When it comes to freedom from government oppression, the First Amendment gets all the credit. When it comes to those liberties we all readily enjoy – speech, religion, assembly, petition and press – there is such a strong and unified understanding in America that these are inalienable rights that they’re hardly ever questioned.
Yet when it comes to the Second Amendment and what should be an inalienable right to bear arms, the concept of personal independence is suddenly lost on half the population.
This Independence Day, let’s re-examine that concept.
The Second Amendment states, “A well regulated Militia, being necessary to the security of a free State, the right of the people to keep and bear Arms, shall not be infringed.”

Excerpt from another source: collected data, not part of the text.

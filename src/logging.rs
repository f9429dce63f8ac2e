use std::fmt::{Display, Formatter};
use std::sync::atomic::{AtomicUsize, Ordering};
use std::time::Instant;

use log::{error, info, warn};
use rocket::{
    fairing::{Fairing, Info, Kind},
    http::StatusClass,
    Data, Orbit, Request, Response, Rocket,
};

/// A unique identifier for a particular request, plus when it arrived.
#[derive(Debug, Copy, Clone)]
struct RequestTag {
    id: usize,
    received: Instant,
}

impl RequestTag {
    /// Atomically take the next ID. Wraps around back to zero on overflow.
    fn next() -> Self {
        static REQUEST_ID_COUNTER: AtomicUsize = AtomicUsize::new(0);
        Self {
            id: REQUEST_ID_COUNTER.fetch_add(1, Ordering::Relaxed),
            received: Instant::now(),
        }
    }
}

impl Display for RequestTag {
    fn fmt(&self, f: &mut Formatter<'_>) -> std::fmt::Result {
        write!(f, "{}", self.id)
    }
}

/// A rocket fairing that logs every request and response, and the server's
/// launch and shutdown.
#[derive(Debug, Copy, Clone)]
pub struct LoggerFairing;

#[rocket::async_trait]
impl Fairing for LoggerFairing {
    fn info(&self) -> Info {
        Info {
            name: "Logger",
            kind: Kind::Liftoff | Kind::Request | Kind::Response | Kind::Shutdown,
        }
    }

    async fn on_liftoff(&self, rocket: &Rocket<Orbit>) {
        let protocol = if rocket.config().tls_enabled() {
            "https"
        } else {
            "http"
        };
        let ip = &rocket.config().address;
        let port = &rocket.config().port;
        info!("Trivia API launched on {protocol}://{ip}:{port}");
    }

    async fn on_request(&self, req: &mut Request<'_>, _data: &mut Data<'_>) {
        let tag = req.local_cache(RequestTag::next);
        info!("->req{tag} {} {}", req.method(), req.uri());
    }

    async fn on_response<'r>(&self, req: &'r Request<'_>, res: &mut Response<'r>) {
        let tag = req.local_cache(RequestTag::next);
        let elapsed = tag.received.elapsed().as_millis();
        let code = res.status();
        // Unmatched requests were answered by a catcher.
        let route = match req.route() {
            Some(r) => match r.name {
                Some(ref name) => format!("{name} ({})", r.uri),
                None => r.uri.to_string(),
            },
            None => "catcher".to_string(),
        };
        let log_msg = format!("<-rsp{tag} {code} {route} in {elapsed}ms");
        match code.class() {
            StatusClass::ServerError => error!("{log_msg}"),
            StatusClass::ClientError => warn!("{log_msg}"),
            _ => info!("{log_msg}"),
        }
    }

    async fn on_shutdown(&self, _rocket: &Rocket<Orbit>) {
        warn!("Shutdown requested, stopping gracefully...");
    }
}
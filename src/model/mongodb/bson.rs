use mongodb::bson::{doc, Document};

/// Create a filter document matching the given integer `_id`.
pub fn u32_id_filter(id: u32) -> Document {
    doc! {
        "_id": id,
    }
}

/// Create a filter matching documents whose `field` contains `term` as a
/// case-insensitive substring. The term is matched literally.
pub fn contains_filter(field: &str, term: &str) -> Document {
    doc! {
        field: {
            "$regex": regex::escape(term),
            "$options": "i",
        }
    }
}
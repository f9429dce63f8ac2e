use rocket::{Catcher, Route};

mod categories;
mod fallback;
mod questions;
mod quizzes;

pub fn routes() -> Vec<Route> {
    let mut routes = Vec::new();
    routes.extend(categories::routes());
    routes.extend(questions::routes());
    routes.extend(quizzes::routes());
    routes.extend(fallback::routes());
    routes.extend(crate::cors::routes());
    routes
}

pub fn catchers() -> Vec<Catcher> {
    fallback::catchers()
}
use log::{error, info};
use mongodb::{
    error::Error as DbError,
    options::{ClientOptions, Credential},
    Client as MongoClient,
};
use rocket::{
    fairing::{Fairing, Info, Kind},
    figment::{providers::Env, Error as FigmentError, Figment},
    Build, Rocket,
};
use serde::Deserialize;

use crate::model::mongodb::ensure_schema;

/// Deployment variables read directly from the environment, alongside the
/// usual `Rocket.toml` and `ROCKET_*` sources.
const RAW_ENV_KEYS: &[&str] = &["DB_URL", "DB_USER", "DB_PASSWORD", "DB_NAME"];

/// The configuration sources for the server: `Rocket.toml`, `ROCKET_*`
/// environment variables, then the raw `DB_*` variables.
pub fn figment() -> Figment {
    rocket::Config::figment().merge(Env::raw().only(RAW_ENV_KEYS).global())
}

/// Application configuration. This struct becomes managed state and can be
/// inspected by any endpoint or fairing.
#[derive(Debug, Deserialize)]
pub struct Config {
    // non-secrets
    #[serde(default = "default_cors_origin")]
    cors_origin: String,
}

fn default_cors_origin() -> String {
    "*".to_string()
}

impl Config {
    /// Value of the `Access-Control-Allow-Origin` header on every response.
    pub fn cors_origin(&self) -> &str {
        &self.cors_origin
    }
}

/// A fairing that loads the application config and puts it in managed state.
pub struct ConfigFairing;

#[rocket::async_trait]
impl Fairing for ConfigFairing {
    fn info(&self) -> Info {
        Info {
            name: "Config",
            kind: Kind::Ignite,
        }
    }

    async fn on_ignite(&self, mut rocket: Rocket<Build>) -> rocket::fairing::Result {
        // Load the config.
        let config = match rocket.figment().extract::<Config>() {
            Ok(config) => config,
            Err(e) => {
                error!("Failed to load application config");
                rocket::config::pretty_print_error(e);
                return Err(rocket);
            }
        };

        // Manage the state.
        rocket = rocket.manage(config);
        Ok(rocket)
    }
}

/// Configuration for the database.
#[derive(Debug, Deserialize)]
pub struct DbConfig {
    // non-secrets
    /// Host and optional port, or a full `mongodb://` connection string.
    db_url: String,
    #[serde(default = "default_db_name")]
    db_name: String,
    // secrets
    db_user: Option<String>,
    db_password: Option<String>,
}

fn default_db_name() -> String {
    "trivia".to_string()
}

impl DbConfig {
    /// Load the database config, rejecting settings that cannot form a login.
    pub fn from_figment(figment: &Figment) -> Result<Self, FigmentError> {
        let config = figment.extract::<Self>()?;
        if config.db_password.is_some() && config.db_user.is_none() {
            return Err(FigmentError::from(
                "`db_password` is set but `db_user` is not".to_string(),
            ));
        }
        Ok(config)
    }

    /// The connection string, without credentials.
    pub fn uri(&self) -> String {
        if self.db_url.contains("://") {
            self.db_url.clone()
        } else {
            format!("mongodb://{}", self.db_url)
        }
    }

    /// The name of the database holding the trivia collections.
    pub fn db_name(&self) -> &str {
        &self.db_name
    }

    /// The credentials to log in with, if any were configured.
    pub fn credential(&self) -> Option<Credential> {
        let user = self.db_user.clone()?;
        Some(
            Credential::builder()
                .username(user)
                .password(self.db_password.clone())
                .build(),
        )
    }

    /// Full client options. Credentials are set directly rather than spliced
    /// into the connection string, so they need no escaping.
    pub async fn client_options(&self) -> Result<ClientOptions, DbError> {
        let mut options = ClientOptions::parse(self.uri()).await?;
        if let Some(credential) = self.credential() {
            options.credential = Some(credential);
        }
        options.app_name = Some("trivia-backend".to_string());
        Ok(options)
    }

    /// Connect to the configured deployment.
    pub async fn connect(&self) -> Result<MongoClient, DbError> {
        MongoClient::with_options(self.client_options().await?)
    }
}

/// A fairing that loads the MongoDB config, connects to the database,
/// prepares its schema, and places both a `Client` and a `Database` into
/// managed state.
pub struct DatabaseFairing;

#[rocket::async_trait]
impl Fairing for DatabaseFairing {
    fn info(&self) -> Info {
        Info {
            name: "MongoDB",
            kind: Kind::Ignite,
        }
    }

    async fn on_ignite(&self, mut rocket: Rocket<Build>) -> rocket::fairing::Result {
        // Load the config.
        let config = match DbConfig::from_figment(rocket.figment()) {
            Ok(config) => config,
            Err(e) => {
                error!("Failed to load database config");
                rocket::config::pretty_print_error(e);
                return Err(rocket);
            }
        };
        info!("Loaded database config, connecting...");
        // Construct the connection.
        let client = match config.connect().await {
            Ok(client) => client,
            Err(e) => {
                error!("Failed to connect to database: {e}");
                return Err(rocket);
            }
        };
        let db = client.database(config.db_name());

        // Create indexes and counters before any request can arrive.
        if let Err(e) = ensure_schema(&db).await {
            error!("Failed to prepare database schema: {e}");
            return Err(rocket);
        }
        info!("...database connection online!");

        // Manage the state.
        rocket = rocket.manage(client).manage(db);
        Ok(rocket)
    }
}
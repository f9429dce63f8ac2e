#[macro_use]
extern crate rocket;

#[cfg(test)]
#[macro_use]
extern crate backend_test;

use rocket::{Build, Rocket};

pub mod api;
pub mod config;
pub mod cors;
pub mod error;
pub mod logging;
pub mod model;

pub use config::Config;

use config::{ConfigFairing, DatabaseFairing};
use cors::CorsFairing;
use logging::LoggerFairing;

/// Assemble the server: configuration, database connection, CORS, routes,
/// and the JSON error catchers.
pub fn build() -> Rocket<Build> {
    rocket::custom(config::figment())
        .attach(LoggerFairing)
        .attach(ConfigFairing)
        .attach(DatabaseFairing)
        .attach(CorsFairing)
        .mount("/", api::routes())
        .register("/", api::catchers())
}

/// A client connected to the configured test deployment.
#[cfg(test)]
async fn db_client() -> mongodb::Client {
    config::DbConfig::from_figment(&config::figment())
        .unwrap()
        .connect()
        .await
        .unwrap()
}

/// A fresh database name, so tests can run in parallel.
#[cfg(test)]
fn database() -> String {
    use rand::Rng;
    format!("test{}", rand::thread_rng().gen::<u32>())
}

/// The server as [`build`] assembles it, but using an existing client and
/// the given database.
#[cfg(test)]
async fn rocket_for_db(client: mongodb::Client, db_name: &str) -> Rocket<Build> {
    let db = client.database(db_name);
    model::mongodb::ensure_schema(&db).await.unwrap();

    rocket::custom(config::figment())
        .attach(ConfigFairing)
        .attach(CorsFairing)
        .mount("/", api::routes())
        .register("/", api::catchers())
        .manage(client)
        .manage(db)
}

Like the rest of the Bill of Rights, these words are clear and their intent is simple: to protect personal liberties. Independence Day doesn’t just celebrate America’s independence from Britain, it also celebrates the liberation of a people. America’s citizens can proudly say they live in a country founded on the principle that each has the right to pursue life, liberty and the pursuit of happiness.
In his “Give Me Liberty or Give Me Death Speech” Patrick Henry said, “If we would be free, if we mean to hold inviolate those inestimable privileges for which we have so long contended, if we mean not basely to abandon the noble cause for which we have so long endured, and to which we have pledged ourselves never to abandon, until the glorious object of our contest should be obtained, then we must fight! I repeat Sir, we must fight! A call to arms and an appeal to the God of hosts is all that we have left.”
Two centuries after our first Independence Day, America is again in the fight of its life.
On foreign soil, we fight terrorists that would rather see our nation succumb to a fanatical theocratic ideology, and again, the majority of us agree that we have a right to defend our nation from these attacks. But when it comes to each of us individually protecting our own lives, our own homes, our loved ones – our so-called “right to life, liberty and the pursuit of happiness” – too many Americans are still confused on what should be a clear-cut answer.
Just as we as a nation have a right to defend our country, so do you as an individual have a right to defend yourself and your property. An unarmed citizenry is an open door to a tyrannical government, and you need look no further than the many nations around the world who have fallen under the rule of dictatorships after giving up their right to bear arms.
The Soviet Union established gun control in 1929 and proceeded to kill 20 million unarmed dissidents over the next 44 years. Hitler did the same in 1938 and exterminated over 13 million unarmed Jews and others until the end of the second world war.
History is rife with these examples, repeated over and over again in nations where guns are forcibly taken from the hands of citizens: China, Turkey, Guatemala, Uganda and Cambodia have collectively killed millions of people after stripping them of their right to bear arms.
In America, gun control proponents have attempted to misconstrue the Second Amendment in an attempt to deny us our constitutional right to bear arms. But there’s no questioning how our founding fathers felt about this inalienable right.
“The advantage of being armed the Americans possess over the people of almost every other nation is that the governments are afraid to trust the people with arms,” James Madison noted.
War, violence and murder are atrocities, but guns are merely props for the people who commit them. It’s when those of us who believe in peace and civilized society quietly give up our right to defend ourselves that the criminals and terrorists gain the upper hand. Personal arms keep the government in its proper place: subservient to its citizenry.
“And what country can preserve its liberties if its rulers are not warned from time to time that this people preserve the spirit of resistance? Let them take arms,” Thomas Jefferson said.
As you sit back to enjoy the fireworks in Morro Bay or Pismo tomorrow, take a moment to appreciate every facet of what comprises your freedom. The Constitution may well be the most beautiful document every written; it guarantees your right to a fair trial, to speak freely and to own property. Just as importantly, it guarantees your right to defend yourself from any government or mob that may come to take those other freedoms away from you.
Marlize van Romburgh is a journalism senior and the editor-in-chief of the Mustang Daily.